His homework sets were legendary. Here I present an example from when I took the course, the final problem set of the term. It had just three problems, but I felt compelled to make this annotation. First I quote Professor Turnbull: " 'I tried to cut it down some, so you could work on your talks.' [Our final exam was to give a lecture to the class and answer his penetrating questions.] Problem #2 is a personal landmark. It has consumed more of my time than any other single problem during the past 22+ years. And problem #3 is a close second." I'm obviously feeling sorry for myself in my oppression as a first-year graduate student.

It all made sense when I read what he wrote in his autobiography: "It seemed that I learned most from having to solve difficult problems and rather little from classroom exposition, however excellent it was. Because of this, the emphasis of my own teaching has been on posing meaningful and challenging problems." There are at least 200 of us out there - and a large number at this Meeting - who truly understand what he meant.

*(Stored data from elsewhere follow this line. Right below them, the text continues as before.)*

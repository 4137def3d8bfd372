use crate::utils::error::{Result, StakeError};
use ed25519_dalek::{SigningKey, KEYPAIR_LENGTH};
use std::path::Path;

/// 從檔案讀取 base58 編碼的 64 位元組 ed25519 金鑰對 (seed + 公鑰)
///
/// 金鑰以明文存放在磁碟上，只適合開發網路或測試用途。
pub fn read_private_key<P: AsRef<Path>>(path: P) -> Result<SigningKey> {
    let path = path.as_ref();
    tracing::debug!("Reading private key from {}", path.display());

    let data = std::fs::read_to_string(path)?;
    decode_private_key(&data)
}

pub fn decode_private_key(encoded: &str) -> Result<SigningKey> {
    let bytes = bs58::decode(encoded.trim())
        .into_vec()
        .map_err(|e| StakeError::InvalidKeyError {
            message: format!("private key is not valid base58: {}", e),
        })?;

    let keypair: [u8; KEYPAIR_LENGTH] =
        bytes
            .as_slice()
            .try_into()
            .map_err(|_| StakeError::InvalidKeyLengthError {
                expected: KEYPAIR_LENGTH,
                actual: bytes.len(),
            })?;

    SigningKey::from_keypair_bytes(&keypair).map_err(|_| StakeError::InvalidKeyError {
        message: "public key half does not match the secret seed".to_string(),
    })
}

/// 金鑰對應的 base58 地址
pub fn address_of(key: &SigningKey) -> String {
    bs58::encode(key.verifying_key().as_bytes()).into_string()
}

#[cfg(test)]
mod tests {
    use super::*;
    use std::io::Write;
    use tempfile::NamedTempFile;

    fn sample_key() -> SigningKey {
        SigningKey::from_bytes(&[9u8; 32])
    }

    #[test]
    fn test_reads_key_with_trailing_newline() {
        let key = sample_key();
        let mut file = NamedTempFile::new().unwrap();
        writeln!(file, "{}", bs58::encode(key.to_keypair_bytes()).into_string()).unwrap();

        let loaded = read_private_key(file.path()).unwrap();
        assert_eq!(loaded.to_bytes(), key.to_bytes());
        assert_eq!(address_of(&loaded), address_of(&key));
    }

    #[test]
    fn test_rejects_wrong_length() {
        let encoded = bs58::encode([1u8; 32]).into_string();
        match decode_private_key(&encoded) {
            Err(StakeError::InvalidKeyLengthError { expected, actual }) => {
                assert_eq!(expected, 64);
                assert_eq!(actual, 32);
            }
            other => panic!("unexpected result: {:?}", other.map(|k| k.to_bytes())),
        }
    }

    #[test]
    fn test_rejects_invalid_base58() {
        let result = decode_private_key("not-base58-0OIl");
        assert!(matches!(result, Err(StakeError::InvalidKeyError { .. })));
    }

    #[test]
    fn test_rejects_mismatched_public_key() {
        let mut bytes = sample_key().to_keypair_bytes();
        bytes[40] ^= 0xff;
        let encoded = bs58::encode(bytes).into_string();
        assert!(matches!(
            decode_private_key(&encoded),
            Err(StakeError::InvalidKeyError { .. })
        ));
    }

    #[test]
    fn test_missing_file_is_io_error() {
        let result = read_private_key("/definitely/not/here/key.txt");
        assert!(matches!(result, Err(StakeError::IoError(_))));
    }
}
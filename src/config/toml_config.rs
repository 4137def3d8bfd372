use crate::adapters::cdp::DEFAULT_BASE_URL;
use crate::adapters::solana::rpc::DEFAULT_MAX_RETRIES;
use crate::config::{
    secs, validate_provider, DEFAULT_AMOUNT, DEFAULT_MODE, DEFAULT_POLL_INTERVAL_SECS,
    DEFAULT_POLL_TIMEOUT_SECS, DEFAULT_TIMEOUT_SECS,
};
use crate::domain::model::{Commitment, Network, SOL_ASSET_ID};
use crate::domain::ports::ConfigProvider;
use crate::utils::error::{Result, StakeError};
use crate::utils::validation::Validate;
use serde::{Deserialize, Serialize};
use std::path::Path;
use std::time::Duration;

#[derive(Debug, Clone, Serialize, Deserialize)]
pub struct TomlConfig {
    pub credentials: CredentialsConfig,
    pub stake: StakeConfig,
    pub platform: Option<PlatformConfig>,
    pub rpc: Option<RpcConfig>,
    pub logging: Option<LoggingConfig>,
}

#[derive(Debug, Clone, Serialize, Deserialize)]
pub struct CredentialsConfig {
    pub api_key_path: String,
    pub private_key_path: String,
}

#[derive(Debug, Clone, Serialize, Deserialize)]
pub struct StakeConfig {
    pub address: String,
    pub network: Option<Network>,
    pub asset: Option<String>,
    pub amount: Option<String>,
    pub mode: Option<String>,
    pub dry_run: Option<bool>,
}

#[derive(Debug, Clone, Serialize, Deserialize)]
pub struct PlatformConfig {
    pub base_url: Option<String>,
    pub timeout_seconds: Option<u64>,
    pub poll_interval_seconds: Option<u64>,
    pub poll_timeout_seconds: Option<u64>,
}

#[derive(Debug, Clone, Serialize, Deserialize)]
pub struct RpcConfig {
    pub url: Option<String>,
    pub max_retries: Option<u32>,
    pub skip_preflight: Option<bool>,
    pub preflight_commitment: Option<Commitment>,
}

#[derive(Debug, Clone, Serialize, Deserialize)]
pub struct LoggingConfig {
    pub verbose: Option<bool>,
    pub json: Option<bool>,
}

impl TomlConfig {
    /// 從 TOML 檔案載入配置
    pub fn from_file<P: AsRef<Path>>(path: P) -> Result<Self> {
        let content = std::fs::read_to_string(&path)?;
        Self::from_toml_str(&content)
    }

    /// 從 TOML 字串解析配置
    pub fn from_toml_str(content: &str) -> Result<Self> {
        let processed_content = Self::substitute_env_vars(content)?;

        toml::from_str(&processed_content).map_err(|e| StakeError::ConfigValidationError {
            field: "toml_parsing".to_string(),
            message: format!("TOML parsing error: {}", e),
        })
    }

    /// 替換環境變數 (例如 ${SOLANA_ADDRESS})，未設定的變數保持原樣
    fn substitute_env_vars(content: &str) -> Result<String> {
        use regex::Regex;
        let re = Regex::new(r"\$\{([A-Za-z_][A-Za-z0-9_]*)\}").map_err(|e| {
            StakeError::ConfigValidationError {
                field: "environment".to_string(),
                message: e.to_string(),
            }
        })?;

        let result = re.replace_all(content, |caps: &regex::Captures| {
            let var_name = &caps[1];
            std::env::var(var_name).unwrap_or_else(|_| {
                tracing::warn!("Environment variable {} is not set", var_name);
                format!("${{{}}}", var_name)
            })
        });

        Ok(result.to_string())
    }

    pub fn verbose(&self) -> bool {
        self.logging
            .as_ref()
            .and_then(|l| l.verbose)
            .unwrap_or(false)
    }

    pub fn log_json(&self) -> bool {
        self.logging.as_ref().and_then(|l| l.json).unwrap_or(false)
    }

    fn platform_value<T>(&self, f: impl Fn(&PlatformConfig) -> Option<T>) -> Option<T> {
        self.platform.as_ref().and_then(f)
    }

    fn rpc_value<T>(&self, f: impl Fn(&RpcConfig) -> Option<T>) -> Option<T> {
        self.rpc.as_ref().and_then(f)
    }
}

impl ConfigProvider for TomlConfig {
    fn api_key_path(&self) -> &str {
        &self.credentials.api_key_path
    }

    fn private_key_path(&self) -> &str {
        &self.credentials.private_key_path
    }

    fn address(&self) -> &str {
        &self.stake.address
    }

    fn network(&self) -> Network {
        self.stake.network.unwrap_or(Network::SolanaDevnet)
    }

    fn asset_id(&self) -> &str {
        self.stake.asset.as_deref().unwrap_or(SOL_ASSET_ID)
    }

    fn amount(&self) -> &str {
        self.stake.amount.as_deref().unwrap_or(DEFAULT_AMOUNT)
    }

    fn stake_mode(&self) -> &str {
        self.stake.mode.as_deref().unwrap_or(DEFAULT_MODE)
    }

    fn platform_base_url(&self) -> &str {
        self.platform
            .as_ref()
            .and_then(|p| p.base_url.as_deref())
            .unwrap_or(DEFAULT_BASE_URL)
    }

    fn request_timeout(&self) -> Duration {
        secs(
            self.platform_value(|p| p.timeout_seconds)
                .unwrap_or(DEFAULT_TIMEOUT_SECS),
        )
    }

    fn poll_interval(&self) -> Duration {
        secs(
            self.platform_value(|p| p.poll_interval_seconds)
                .unwrap_or(DEFAULT_POLL_INTERVAL_SECS),
        )
    }

    fn poll_timeout(&self) -> Duration {
        secs(
            self.platform_value(|p| p.poll_timeout_seconds)
                .unwrap_or(DEFAULT_POLL_TIMEOUT_SECS),
        )
    }

    fn rpc_url(&self) -> &str {
        self.rpc
            .as_ref()
            .and_then(|r| r.url.as_deref())
            .unwrap_or_else(|| self.network().default_rpc_url())
    }

    fn max_retries(&self) -> u32 {
        self.rpc_value(|r| r.max_retries)
            .unwrap_or(DEFAULT_MAX_RETRIES)
    }

    fn skip_preflight(&self) -> bool {
        self.rpc_value(|r| r.skip_preflight).unwrap_or(false)
    }

    fn preflight_commitment(&self) -> Commitment {
        self.rpc_value(|r| r.preflight_commitment)
            .unwrap_or_default()
    }

    fn dry_run(&self) -> bool {
        self.stake.dry_run.unwrap_or(false)
    }
}

impl Validate for TomlConfig {
    fn validate(&self) -> Result<()> {
        validate_provider(self)
    }
}

#[cfg(test)]
mod tests {
    use super::*;
    use std::io::Write;
    use tempfile::NamedTempFile;

    fn address() -> String {
        bs58::encode([6u8; 32]).into_string()
    }

    #[test]
    fn test_parse_minimal_toml_config() {
        let toml_content = format!(
            r#"
[credentials]
api_key_path = "/keys/cdp_api_key.json"
private_key_path = "/keys/solana.txt"

[stake]
address = "{}"
"#,
            address()
        );

        let config = TomlConfig::from_toml_str(&toml_content).unwrap();

        assert_eq!(config.network(), Network::SolanaDevnet);
        assert_eq!(config.amount(), "0.1");
        assert_eq!(config.platform_base_url(), DEFAULT_BASE_URL);
        assert_eq!(config.rpc_url(), "https://api.devnet.solana.com");
        assert_eq!(config.max_retries(), 5);
        assert_eq!(config.preflight_commitment(), Commitment::Processed);
        assert!(!config.dry_run());
        assert!(config.validate().is_ok());
    }

    #[test]
    fn test_parse_full_toml_config() {
        let toml_content = format!(
            r#"
[credentials]
api_key_path = "/keys/cdp_api_key.json"
private_key_path = "/keys/solana.txt"

[stake]
address = "{}"
network = "solana-mainnet"
amount = "1.25"
dry_run = true

[platform]
base_url = "http://localhost:9000/platform"
timeout_seconds = 10
poll_interval_seconds = 1
poll_timeout_seconds = 5

[rpc]
url = "http://localhost:8899"
max_retries = 0
skip_preflight = true
preflight_commitment = "confirmed"

[logging]
verbose = true
json = true
"#,
            address()
        );

        let config = TomlConfig::from_toml_str(&toml_content).unwrap();
        assert_eq!(config.network(), Network::SolanaMainnet);
        assert_eq!(config.amount(), "1.25");
        assert_eq!(config.rpc_url(), "http://localhost:8899");
        assert_eq!(config.max_retries(), 0);
        assert!(config.skip_preflight());
        assert_eq!(config.preflight_commitment(), Commitment::Confirmed);
        assert_eq!(config.poll_timeout(), Duration::from_secs(5));
        assert!(config.dry_run());
        assert!(config.verbose());
        assert!(config.log_json());
        assert!(config.validate().is_ok());
    }

    #[test]
    fn test_env_var_substitution() {
        let address = address();
        std::env::set_var("CDP_STAKE_TEST_ADDRESS", &address);

        let toml_content = r#"
[credentials]
api_key_path = "/keys/cdp_api_key.json"
private_key_path = "/keys/solana.txt"

[stake]
address = "${CDP_STAKE_TEST_ADDRESS}"
"#;

        let config = TomlConfig::from_toml_str(toml_content).unwrap();
        assert_eq!(config.address(), address);

        std::env::remove_var("CDP_STAKE_TEST_ADDRESS");
    }

    #[test]
    fn test_unset_env_var_fails_validation() {
        let toml_content = r#"
[credentials]
api_key_path = "/keys/cdp_api_key.json"
private_key_path = "/keys/solana.txt"

[stake]
address = "${CDP_STAKE_TEST_UNSET_VARIABLE}"
"#;

        let config = TomlConfig::from_toml_str(toml_content).unwrap();
        assert_eq!(config.address(), "${CDP_STAKE_TEST_UNSET_VARIABLE}");
        assert!(config.validate().is_err());
    }

    #[test]
    fn test_network_short_names_match_cli() {
        for (name, expected) in [
            ("devnet", Network::SolanaDevnet),
            ("mainnet", Network::SolanaMainnet),
            ("mainnet-beta", Network::SolanaMainnet),
        ] {
            let toml_content = format!(
                r#"
[credentials]
api_key_path = "a.json"
private_key_path = "k.txt"

[stake]
address = "{}"
network = "{}"
"#,
                address(),
                name
            );
            let config = TomlConfig::from_toml_str(&toml_content).unwrap();
            assert_eq!(config.network(), expected, "network = {}", name);
            assert_eq!(config.network(), name.parse::<Network>().unwrap());
        }
    }

    #[test]
    fn test_unknown_network_is_parse_error() {
        let toml_content = format!(
            r#"
[credentials]
api_key_path = "a.json"
private_key_path = "k.txt"

[stake]
address = "{}"
network = "ethereum-mainnet"
"#,
            address()
        );
        assert!(matches!(
            TomlConfig::from_toml_str(&toml_content),
            Err(StakeError::ConfigValidationError { .. })
        ));
    }

    #[test]
    fn test_config_from_file() {
        let mut temp_file = NamedTempFile::new().unwrap();

        let toml_content = format!(
            r#"
[credentials]
api_key_path = "a.json"
private_key_path = "k.txt"

[stake]
address = "{}"
amount = "0.5"
"#,
            address()
        );

        temp_file.write_all(toml_content.as_bytes()).unwrap();

        let config = TomlConfig::from_file(temp_file.path()).unwrap();
        assert_eq!(config.amount(), "0.5");
    }
}
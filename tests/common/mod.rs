#![allow(dead_code)]

use cdp_stake::CliConfig;
use clap::Parser;
use ed25519_dalek::SigningKey;
use p256::pkcs8::LineEnding;
use solana_hash::Hash;
use solana_message::compiled_instruction::CompiledInstruction;
use solana_message::{legacy, MessageHeader, VersionedMessage};
use solana_pubkey::Pubkey;
use solana_signature::Signature;
use solana_transaction::versioned::VersionedTransaction;
use std::path::{Path, PathBuf};

pub const KEY_NAME: &str = "organizations/test-org/apiKeys/test-key";

pub fn signing_key() -> SigningKey {
    SigningKey::from_bytes(&[21u8; 32])
}

pub fn address_of(key: &SigningKey) -> String {
    bs58::encode(key.verifying_key().as_bytes()).into_string()
}

/// 寫入 EC (ES256) 格式的 API 金鑰檔
pub fn write_api_key(dir: &Path) -> PathBuf {
    let secret = p256::SecretKey::random(&mut rand::rngs::OsRng);
    let pem = secret.to_sec1_pem(LineEnding::LF).unwrap();
    let json = serde_json::json!({ "name": KEY_NAME, "privateKey": pem.as_str() });
    let path = dir.join("cdp_api_key.json");
    std::fs::write(&path, json.to_string()).unwrap();
    path
}

pub fn write_private_key(dir: &Path, key: &SigningKey) -> PathBuf {
    let path = dir.join("solana_private_key.txt");
    std::fs::write(
        &path,
        format!("{}\n", bs58::encode(key.to_keypair_bytes()).into_string()),
    )
    .unwrap();
    path
}

/// 以 `payer` 為唯一簽名者的未簽名 legacy 交易 (base58)
pub fn unsigned_payload(payer: &SigningKey) -> String {
    let message = legacy::Message {
        header: MessageHeader {
            num_required_signatures: 1,
            num_readonly_signed_accounts: 0,
            num_readonly_unsigned_accounts: 1,
        },
        account_keys: vec![
            Pubkey::new_from_array(payer.verifying_key().to_bytes()),
            Pubkey::new_from_array([0u8; 32]), // system program
        ],
        recent_blockhash: Hash::new_from_array([9u8; 32]),
        instructions: vec![CompiledInstruction {
            program_id_index: 1,
            accounts: vec![0],
            data: vec![2, 0, 0, 0],
        }],
    };
    let tx = VersionedTransaction {
        signatures: vec![Signature::default()],
        message: VersionedMessage::Legacy(message),
    };
    bs58::encode(bincode::serialize(&tx).unwrap()).into_string()
}

pub fn cli_config(
    api_key_path: &Path,
    private_key_path: &Path,
    address: &str,
    base_url: &str,
    rpc_url: &str,
    extra: &[&str],
) -> CliConfig {
    let mut args = vec![
        "cdp-stake".to_string(),
        "--api-key-path".to_string(),
        api_key_path.display().to_string(),
        "--private-key-path".to_string(),
        private_key_path.display().to_string(),
        "--address".to_string(),
        address.to_string(),
        "--api-base-url".to_string(),
        base_url.to_string(),
        "--rpc-url".to_string(),
        rpc_url.to_string(),
        "--poll-interval-secs".to_string(),
        "1".to_string(),
        "--poll-timeout-secs".to_string(),
        "5".to_string(),
    ];
    args.extend(extra.iter().map(|s| s.to_string()));
    CliConfig::try_parse_from(args).unwrap()
}

pub fn asset_body() -> serde_json::Value {
    serde_json::json!({ "network_id": "solana-devnet", "asset_id": "sol", "decimals": 9 })
}

pub fn context_body(stakeable_atomic: &str) -> serde_json::Value {
    context_body_with_asset(stakeable_atomic, asset_body())
}

/// 可指定餘額所附的資產描述 (例如缺少 decimals)
pub fn context_body_with_asset(stakeable_atomic: &str, asset: serde_json::Value) -> serde_json::Value {
    serde_json::json!({
        "context": {
            "stakeable_balance": { "amount": stakeable_atomic, "asset": asset },
            "unstakeable_balance": { "amount": "0", "asset": asset_body() },
            "claimable_balance": { "amount": "0", "asset": asset_body() }
        }
    })
}

pub fn operation_body(address: &str, payloads: &[String]) -> serde_json::Value {
    let transactions: Vec<serde_json::Value> = payloads
        .iter()
        .map(|payload| {
            serde_json::json!({
                "network_id": "solana-devnet",
                "from_address_id": address,
                "unsigned_payload": payload,
                "status": "pending"
            })
        })
        .collect();

    serde_json::json!({
        "id": "stake-op-1",
        "network_id": "solana-devnet",
        "address_id": address,
        "status": if payloads.is_empty() { "initialized" } else { "pending" },
        "transactions": transactions
    })
}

At Harvard he supervised 40 Ph.D. students, of which I had the good fortune to be one, and 10 postdocs. He was unsurpassed in recognizing and bringing out our individual strengths, as well as those of each of his associates at General Electric.

In his autobiography he relates how he would have liked to continue to work the family farm in western Illinois. A childhood asthmatic condition put him on his way to Monmouth College to become the scientist, leader, and mentor many of us are deeply grateful to have had among us.

So now I would like to lead a moment of silence to honor his memory.

This is a transcript of an oral tribute, which drew from David Turnbull's autobiography published on the MRS website, published obituaries by Frans Spaepen in the MRS Bulletin (Vol. 32, No.8, August 2007, 659) and by Frans Spaepen and Michael Aziz in Nature Materials (6 (2007) 556-557).